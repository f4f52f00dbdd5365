//! SQLite data source: reads one table into a keyed snapshot

use crate::config::TableSpec;
use crate::error::{Result, RowdiffError};
use crate::row::Row;
use crate::snapshot::Snapshot;
use crate::sql;
use crate::value::Value;
use rusqlite::types::ValueRef;
use rusqlite::{Connection, OpenFlags};
use std::collections::HashSet;
use std::path::Path;
use std::sync::Arc;

/// Read-only handle on one database file
#[derive(Debug)]
pub struct Database {
    conn: Connection,
}

impl Database {
    pub fn open(path: &Path) -> Result<Self> {
        let conn = Connection::open_with_flags(path, OpenFlags::SQLITE_OPEN_READ_ONLY)?;
        Ok(Self { conn })
    }

    /// All column names of a table, in schema order
    fn table_columns(&self, table: &str) -> Result<Vec<String>> {
        let mut stmt = self.conn.prepare(&sql::table_info(table))?;
        let mut rows = stmt.query([])?;
        let mut names = Vec::new();
        while let Some(row) = rows.next()? {
            names.push(row.get::<_, String>(1)?);
        }
        if names.is_empty() {
            return Err(RowdiffError::TableNotFound {
                name: table.to_string(),
            });
        }
        Ok(names)
    }

    /// Names of all user tables in the database
    pub fn table_names(&self) -> Result<Vec<String>> {
        let mut stmt = self.conn.prepare(sql::LIST_TABLES)?;
        let names = stmt
            .query_map([], |row| row.get::<_, String>(0))?
            .collect::<std::result::Result<Vec<_>, _>>()?;
        Ok(names)
    }

    /// The compared columns for a projection: everything except the ident
    /// (or foreign key) and the excluded set, in schema order.
    pub fn projected_columns(
        &self,
        spec: &TableSpec,
        exclude: &HashSet<String>,
    ) -> Result<Vec<String>> {
        let all = self.table_columns(spec.table())?;
        let dropped = match spec {
            TableSpec::Plain { ident_column, .. } => {
                if !all.iter().any(|c| c == ident_column) {
                    return Err(RowdiffError::config(format!(
                        "table '{}' has no ident column '{}'",
                        spec.table(),
                        ident_column
                    )));
                }
                ident_column
            }
            TableSpec::Joined { foreign_key, .. } => {
                if !all.iter().any(|c| c == foreign_key) {
                    return Err(RowdiffError::config(format!(
                        "table '{}' has no foreign-key column '{}'",
                        spec.table(),
                        foreign_key
                    )));
                }
                foreign_key
            }
        };

        let columns: Vec<String> = all
            .into_iter()
            .filter(|c| c != dropped && !exclude.contains(c))
            .collect();
        if columns.is_empty() {
            return Err(RowdiffError::config(format!(
                "no columns left to compare in table '{}' after exclusions",
                spec.table()
            )));
        }
        Ok(columns)
    }

    /// Read one table image, partitioned by the configured logical key.
    ///
    /// Row order follows the statement's natural order, which is stable
    /// for a given file, so repeated runs see identical candidate lists.
    pub fn read_snapshot(&self, spec: &TableSpec, exclude: &HashSet<String>) -> Result<Snapshot> {
        let columns = self.projected_columns(spec, exclude)?;
        let query = sql::select_snapshot(spec, &columns);
        log::debug!("snapshot query: {}", query);

        let shared: Arc<[String]> = columns.clone().into();
        let mut snapshot = Snapshot::new(shared.clone());

        let mut stmt = self.conn.prepare(&query)?;
        let mut rows = stmt.query([])?;
        while let Some(row) = rows.next()? {
            let ident = ident_from_sql(row.get_ref(0)?)?;
            let mut values = Vec::with_capacity(columns.len());
            for (i, name) in columns.iter().enumerate() {
                values.push(value_from_sql(row.get_ref(i + 1)?, name)?);
            }
            snapshot.push(Row::with_columns(ident, values, shared.clone()));
        }

        log::debug!(
            "read {} rows in {} key groups from '{}'",
            snapshot.row_count(),
            snapshot.group_count(),
            spec.table()
        );
        Ok(snapshot)
    }
}

/// Convert the leading key column to the ident string
fn ident_from_sql(value: ValueRef<'_>) -> Result<String> {
    match value {
        ValueRef::Integer(i) => Ok(i.to_string()),
        ValueRef::Real(f) => Ok(f.to_string()),
        ValueRef::Text(bytes) => Ok(std::str::from_utf8(bytes)
            .map_err(|e| RowdiffError::data_shape(format!("non-UTF-8 ident: {}", e)))?
            .to_string()),
        ValueRef::Null => Err(RowdiffError::data_shape("NULL in the ident column")),
        ValueRef::Blob(_) => Err(RowdiffError::data_shape("BLOB in the ident column")),
    }
}

/// Map one SQLite storage class onto a Value. Unrecognized kinds are a
/// fatal data-shape error, never silently coerced.
fn value_from_sql(value: ValueRef<'_>, column: &str) -> Result<Value> {
    match value {
        ValueRef::Null => Ok(Value::Null),
        ValueRef::Integer(i) => Ok(Value::Integer(i)),
        ValueRef::Real(f) => Ok(Value::Float(f)),
        ValueRef::Text(bytes) => Ok(Value::Text(
            std::str::from_utf8(bytes)
                .map_err(|e| {
                    RowdiffError::data_shape(format!("non-UTF-8 text in column '{}': {}", column, e))
                })?
                .to_string(),
        )),
        ValueRef::Blob(_) => Err(RowdiffError::data_shape(format!(
            "unsupported BLOB value in column '{}'",
            column
        ))),
    }
}

#[cfg(test)]
mod tests {
    use super::*;

    #[test]
    fn test_ident_from_sql_kinds() {
        assert_eq!(ident_from_sql(ValueRef::Integer(7)).unwrap(), "7");
        assert_eq!(ident_from_sql(ValueRef::Text(b"S008")).unwrap(), "S008");
        assert!(ident_from_sql(ValueRef::Null).is_err());
    }

    #[test]
    fn test_value_from_sql_kinds() {
        assert_eq!(value_from_sql(ValueRef::Null, "c").unwrap(), Value::Null);
        assert_eq!(
            value_from_sql(ValueRef::Integer(1), "c").unwrap(),
            Value::Integer(1)
        );
        assert_eq!(
            value_from_sql(ValueRef::Real(0.5), "c").unwrap(),
            Value::Float(0.5)
        );
        assert_eq!(
            value_from_sql(ValueRef::Text(b"x"), "c").unwrap(),
            Value::Text("x".into())
        );
        let err = value_from_sql(ValueRef::Blob(&[1, 2]), "payload").unwrap_err();
        assert!(matches!(err, RowdiffError::DataShape { .. }));
    }
}
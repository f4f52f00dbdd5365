//! Main entry point for the rowdiff CLI

use clap::Parser;
use rowdiff::cli::Cli;
use rowdiff::commands::execute_command;

fn main() {
    // Parse command line arguments
    let cli = Cli::parse();

    // Initialize logging; env_logger fixes its filter at build time, so
    // the verbose flag has to be folded in here
    env_logger::Builder::from_default_env()
        .filter_level(cli.log_level())
        .init();

    // Execute the command
    if let Err(e) = execute_command(cli.command, !cli.no_color) {
        eprintln!("Error: {}", e);
        std::process::exit(1);
    }
}
//! Command-line interface for rowdiff

use clap::{Parser, Subcommand};
use std::path::PathBuf;

#[derive(Parser)]
#[command(name = "rowdiff")]
#[command(about = "Row-level diff tool for SQLite table snapshots")]
#[command(version)]
pub struct Cli {
    #[command(subcommand)]
    pub command: Commands,

    /// Enable verbose logging
    #[arg(short, long, global = true)]
    pub verbose: bool,

    /// Disable ANSI colors in output
    #[arg(long, global = true)]
    pub no_color: bool,
}

impl Cli {
    /// Log level for this invocation. Must be decided before the logger is
    /// built: env_logger keeps its own filter from construction time, so
    /// raising `log::set_max_level` afterwards has no effect on it.
    pub fn log_level(&self) -> log::LevelFilter {
        if self.verbose {
            log::LevelFilter::Debug
        } else {
            log::LevelFilter::Info
        }
    }
}

#[derive(Subcommand)]
pub enum Commands {
    /// Compare the same table across two database files
    Diff {
        /// First (old) database file
        db1: PathBuf,

        /// Second (new) database file
        db2: PathBuf,

        /// Table to compare
        table: String,

        /// Maximum column distance for two rows to count as the same record
        #[arg(long, default_value_t = crate::config::DEFAULT_MAX_DIST)]
        max_dist: usize,

        /// Check reverse-match consistency and report duplicate ties
        #[arg(long)]
        pedantic: bool,

        /// Columns to exclude from the comparison
        #[arg(long, value_delimiter = ',', default_value = "id")]
        exclude_cols: Vec<String>,

        /// Columns that must match exactly for rows to be comparable
        #[arg(long, value_delimiter = ',')]
        strict_cols: Vec<String>,

        /// Key column override for tables outside the built-in registry
        #[arg(long)]
        ident_col: Option<String>,

        /// Treat an asymmetric match as a fatal error (implies --pedantic)
        #[arg(long)]
        strict_asymmetry: bool,

        /// Output format: "pretty", "json"
        #[arg(long, default_value = "pretty")]
        format: String,

        /// Write the JSON report to a file instead of stdout
        #[arg(long)]
        output: Option<PathBuf>,
    },

    /// Find near-duplicate rows within one database table
    Dups {
        /// Database file
        db: PathBuf,

        /// Table to examine
        table: String,

        /// Maximum column distance for two rows to count as duplicates
        #[arg(long, default_value_t = crate::config::DEFAULT_MAX_DIST)]
        max_dist: usize,

        /// Columns to exclude from the comparison
        #[arg(long, value_delimiter = ',', default_value = "id")]
        exclude_cols: Vec<String>,

        /// Key column override for tables outside the built-in registry
        #[arg(long)]
        ident_col: Option<String>,
    },

    /// List tables in a database with their configured key columns
    Tables {
        /// Database file
        db: PathBuf,
    },
}

/// Parse output format string
#[derive(Debug, Clone)]
pub enum OutputFormat {
    Pretty,
    Json,
}

impl OutputFormat {
    pub fn parse(s: &str) -> Result<Self, String> {
        match s.to_lowercase().as_str() {
            "pretty" => Ok(Self::Pretty),
            "json" => Ok(Self::Json),
            _ => Err(format!("Invalid output format: {}. Use 'pretty' or 'json'", s)),
        }
    }
}

#[cfg(test)]
mod tests {
    use super::*;

    #[test]
    fn test_output_format_parse() {
        assert!(matches!(OutputFormat::parse("pretty"), Ok(OutputFormat::Pretty)));
        assert!(matches!(OutputFormat::parse("JSON"), Ok(OutputFormat::Json)));
        assert!(OutputFormat::parse("yaml").is_err());
    }

    #[test]
    fn test_diff_args_parse() {
        let cli = Cli::try_parse_from([
            "rowdiff",
            "diff",
            "old.sqlite",
            "new.sqlite",
            "pdgdata",
            "--max-dist",
            "2",
            "--exclude-cols",
            "id,sort_order",
            "--pedantic",
        ])
        .unwrap();
        match cli.command {
            Commands::Diff {
                table,
                max_dist,
                exclude_cols,
                pedantic,
                ..
            } => {
                assert_eq!(table, "pdgdata");
                assert_eq!(max_dist, 2);
                assert_eq!(exclude_cols, vec!["id", "sort_order"]);
                assert!(pedantic);
            }
            _ => panic!("expected diff command"),
        }
    }

    #[test]
    fn test_verbose_raises_log_level() {
        let quiet = Cli::try_parse_from(["rowdiff", "tables", "db.sqlite"]).unwrap();
        assert_eq!(quiet.log_level(), log::LevelFilter::Info);

        let verbose =
            Cli::try_parse_from(["rowdiff", "--verbose", "tables", "db.sqlite"]).unwrap();
        assert_eq!(verbose.log_level(), log::LevelFilter::Debug);
    }

    #[test]
    fn test_exclude_cols_default() {
        let cli = Cli::try_parse_from(["rowdiff", "dups", "db.sqlite", "pdgdata"]).unwrap();
        match cli.command {
            Commands::Dups { exclude_cols, max_dist, .. } => {
                assert_eq!(exclude_cols, vec!["id"]);
                assert_eq!(max_dist, crate::config::DEFAULT_MAX_DIST);
            }
            _ => panic!("expected dups command"),
        }
    }
}
//! SQL text construction for snapshot projections

use crate::config::TableSpec;

/// Quote an identifier for SQLite, doubling embedded quotes
pub fn quote_ident(name: &str) -> String {
    format!("\"{}\"", name.replace('"', "\"\""))
}

/// PRAGMA statement listing a table's columns
pub fn table_info(table: &str) -> String {
    format!("PRAGMA table_info({})", quote_ident(table))
}

/// Statement listing all user tables in a database
pub const LIST_TABLES: &str =
    "SELECT name FROM sqlite_master WHERE type = 'table' AND name NOT LIKE 'sqlite_%' ORDER BY name";

/// SELECT projecting the ident column first, then the compared columns.
///
/// For a joined spec the ident is pulled from the parent table through the
/// foreign key; the child's own columns keep their order.
pub fn select_snapshot(spec: &TableSpec, columns: &[String]) -> String {
    match spec {
        TableSpec::Plain {
            table,
            ident_column,
        } => {
            let cols: Vec<String> = columns.iter().map(|c| quote_ident(c)).collect();
            format!(
                "SELECT {}, {} FROM {}",
                quote_ident(ident_column),
                cols.join(", "),
                quote_ident(table)
            )
        }
        TableSpec::Joined {
            table,
            foreign_key,
            parent_table,
            parent_key,
            parent_ident,
        } => {
            let cols: Vec<String> = columns
                .iter()
                .map(|c| format!("c.{}", quote_ident(c)))
                .collect();
            format!(
                "SELECT p.{}, {} FROM {} AS c JOIN {} AS p ON c.{} = p.{}",
                quote_ident(parent_ident),
                cols.join(", "),
                quote_ident(table),
                quote_ident(parent_table),
                quote_ident(foreign_key),
                quote_ident(parent_key)
            )
        }
    }
}
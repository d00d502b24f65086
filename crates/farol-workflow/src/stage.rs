//! Stage derivation for the analysis pipeline.

use serde::{Deserialize, Serialize};

use crate::types::{Analysis, AnalysisStatus, Enrichment, EnrichmentStatus};

/// Coarse-grained position of a submission in the pipeline.
///
/// Drives the 4-step progress indicator. Ordered by pipeline position so
/// stages compare with `<`/`>`.
#[derive(Debug, Clone, Copy, PartialEq, Eq, PartialOrd, Ord, Serialize, Deserialize)]
#[serde(rename_all = "snake_case")]
pub enum Stage {
  Submission,
  Enrichment,
  Analysis,
  Complete,
}

impl Stage {
  /// All stages in pipeline order, for step indicators.
  pub const ALL: [Stage; 4] = [
    Stage::Submission,
    Stage::Enrichment,
    Stage::Analysis,
    Stage::Complete,
  ];

  /// 1-based position for the step indicator.
  pub fn step(&self) -> u8 {
    match self {
      Stage::Submission => 1,
      Stage::Enrichment => 2,
      Stage::Analysis => 3,
      Stage::Complete => 4,
    }
  }
}

/// Derive the current stage from the two sub-resource snapshots.
///
/// Rules are evaluated in strict priority order; the first match wins:
/// 1. analysis `Sent` -> `Complete`, regardless of the enrichment.
/// 2. enrichment `Approved` and an analysis exists -> `Analysis`.
/// 3. an enrichment exists (any status) -> `Enrichment`.
/// 4. otherwise -> `Submission`.
///
/// Total over every input combination. States the normal flow cannot
/// produce (an analysis without an approved enrichment) fall through to
/// the least-advanced consistent stage rather than erroring; this is a
/// read-only derivation used for display, so availability wins over strict
/// validation.
pub fn resolve_stage(enrichment: Option<&Enrichment>, analysis: Option<&Analysis>) -> Stage {
  if let Some(analysis) = analysis {
    if analysis.status == AnalysisStatus::Sent {
      return Stage::Complete;
    }
    if analysis.status == AnalysisStatus::Unknown {
      tracing::warn!("analysis carries an unrecognized status; treating as in progress");
    }
    if enrichment.map(|e| e.status) == Some(EnrichmentStatus::Approved) {
      return Stage::Analysis;
    }
  }

  match enrichment {
    Some(enrichment) => {
      if enrichment.status == EnrichmentStatus::Unknown {
        tracing::warn!("enrichment carries an unrecognized status; treating as in progress");
      }
      Stage::Enrichment
    }
    None => Stage::Submission,
  }
}
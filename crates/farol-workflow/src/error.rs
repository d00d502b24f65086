//! Parse errors for wire statuses.
//!
//! The resolvers themselves are total and have no error channel; parsing a
//! status string outside a serde context is the only fallible surface.

/// A status string outside the known enumeration for its entity.
#[derive(Debug, thiserror::Error)]
#[error("unknown {entity} status '{value}'")]
pub struct StatusParseError {
  pub entity: &'static str,
  pub value: String,
}
//! Stage resolution over the full status matrix.

use farol_workflow::{Analysis, AnalysisStatus, Enrichment, EnrichmentStatus, Stage, resolve_stage};

fn enrichment(status: EnrichmentStatus) -> Enrichment {
  Enrichment::new(status)
}

fn analysis(status: AnalysisStatus) -> Analysis {
  Analysis::new(status)
}

#[test]
fn test_no_records_is_submission() {
  assert_eq!(resolve_stage(None, None), Stage::Submission);
}

#[test]
fn test_any_enrichment_status_is_enrichment_stage() {
  for status in EnrichmentStatus::ALL {
    let e = enrichment(status);
    assert_eq!(resolve_stage(Some(&e), None), Stage::Enrichment);
  }
}

#[test]
fn test_approved_enrichment_with_analysis_is_analysis_stage() {
  let e = enrichment(EnrichmentStatus::Approved);
  for status in [
    AnalysisStatus::Pending,
    AnalysisStatus::Completed,
    AnalysisStatus::Approved,
    AnalysisStatus::Failed,
    AnalysisStatus::Unknown,
  ] {
    let a = analysis(status);
    assert_eq!(resolve_stage(Some(&e), Some(&a)), Stage::Analysis);
  }
}

#[test]
fn test_sent_analysis_is_complete_regardless_of_enrichment() {
  let a = analysis(AnalysisStatus::Sent);
  assert_eq!(resolve_stage(None, Some(&a)), Stage::Complete);
  for status in EnrichmentStatus::ALL {
    let e = enrichment(status);
    assert_eq!(resolve_stage(Some(&e), Some(&a)), Stage::Complete);
  }
}

#[test]
fn test_approved_enrichment_alone_is_still_enrichment_stage() {
  let e = enrichment(EnrichmentStatus::Approved);
  assert_eq!(resolve_stage(Some(&e), None), Stage::Enrichment);
}

#[test]
fn test_analysis_without_approved_enrichment_falls_back() {
  // Not reachable through normal flow; the resolver must not advance the
  // stage past what the enrichment supports.
  let e = enrichment(EnrichmentStatus::Pending);
  let a = analysis(AnalysisStatus::Completed);
  assert_eq!(resolve_stage(Some(&e), Some(&a)), Stage::Enrichment);
}

#[test]
fn test_analysis_without_any_enrichment_falls_back_to_submission() {
  let a = analysis(AnalysisStatus::Pending);
  assert_eq!(resolve_stage(None, Some(&a)), Stage::Submission);
}

#[test]
fn test_totality_over_full_matrix() {
  let enrichments: Vec<Option<Enrichment>> = std::iter::once(None)
    .chain(EnrichmentStatus::ALL.into_iter().map(|s| Some(enrichment(s))))
    .collect();
  let analyses: Vec<Option<Analysis>> = std::iter::once(None)
    .chain(AnalysisStatus::ALL.into_iter().map(|s| Some(analysis(s))))
    .collect();

  for e in &enrichments {
    for a in &analyses {
      let stage = resolve_stage(e.as_ref(), a.as_ref());
      assert!(Stage::ALL.contains(&stage));
    }
  }
}

#[test]
fn test_stage_ordering_matches_pipeline() {
  assert!(Stage::Submission < Stage::Enrichment);
  assert!(Stage::Enrichment < Stage::Analysis);
  assert!(Stage::Analysis < Stage::Complete);
}

#[test]
fn test_stage_steps_are_sequential() {
  for (i, stage) in Stage::ALL.iter().enumerate() {
    assert_eq!(stage.step(), i as u8 + 1);
  }
}
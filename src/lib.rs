//! Farol
//!
//! State derivation for a strategic-analysis pipeline. A submission moves
//! from intake through enrichment, analysis, review and delivery; the
//! surrounding application fetches `Enrichment` and `Analysis` snapshots,
//! hands them to the resolvers re-exported here, and renders whatever comes
//! back. The access gate decides, independently of the pipeline, which
//! report sections a caller may see.
//!
//! Everything is pure: no I/O, no mutation of inputs, no state between
//! calls. Concurrent-admin staleness is handled by the persistence layer,
//! which only ever feeds this library consistent snapshots.

pub use farol_access::{AccessContext, AccessLevel, Role, framework_access, is_field_visible};
pub use farol_workflow::{
  ActionKind, Analysis, AnalysisStatus, Enrichment, EnrichmentStatus, NextAction, Stage,
  StatusParseError, Submission, estimate_progress, labels, resolve_next_action, resolve_stage,
};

# What is required
Exactly how many lines in the records above hold the string "push"? Reply with that number only.

# Solution
3